_Try it_
Determine how many lines in these records hold "FecError". Only the number is wanted.

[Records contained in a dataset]
• • •
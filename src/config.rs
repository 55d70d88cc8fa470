use config::{Config, ConfigError};
use serde::{Deserialize, Serialize};
use std::path::Path;
use tracing::debug;

use crate::code::FecCode;
use crate::error::FecError;

/// Prefix of the environment variables that override file settings,
/// e.g. `SHARDFEC_REQUIRED=4`.
pub const ENV_PREFIX: &str = "SHARDFEC";

pub const DEFAULT_REQUIRED: usize = 3;
pub const DEFAULT_TOTAL: usize = 7;

/// Code parameters, as read from `conf.toml` and the environment.
#[derive(Debug, Clone, Copy, PartialEq, Eq, Serialize, Deserialize)]
pub struct CodeConfig {
    /// Shares needed to decode.
    pub required: usize,
    /// Shares written per encoding.
    pub total: usize,
}

impl Default for CodeConfig {
    fn default() -> Self {
        CodeConfig {
            required: DEFAULT_REQUIRED,
            total: DEFAULT_TOTAL,
        }
    }
}

impl CodeConfig {
    /// Loads the defaults, then `path` if given and present, then
    /// `SHARDFEC_*` environment variables.
    pub fn load(path: Option<&Path>) -> Result<Self, ConfigError> {
        let mut builder = Config::builder()
            .set_default("required", DEFAULT_REQUIRED as i64)?
            .set_default("total", DEFAULT_TOTAL as i64)?;

        if let Some(path) = path {
            debug!("📝 Loading config at path: {:#?}", path);
            builder = builder.add_source(config::File::from(path).required(false));
        }

        let settings = builder
            .add_source(config::Environment::with_prefix(ENV_PREFIX))
            .build()?;

        settings.try_deserialize()
    }

    /// Renders this config as a TOML document.
    pub fn to_toml(&self) -> Result<String, ConfigError> {
        toml::to_string_pretty(self).map_err(|err| ConfigError::Foreign(Box::new(err)))
    }

    /// Builds the [`FecCode`] these parameters describe.
    ///
    /// # Errors
    ///
    /// [`FecError::InvalidParameters`] unless `1 <= required <= total <= 256`.
    pub fn build(&self) -> Result<FecCode, FecError> {
        FecCode::new(self.required, self.total)
    }
}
• • •
_Result for this task_
3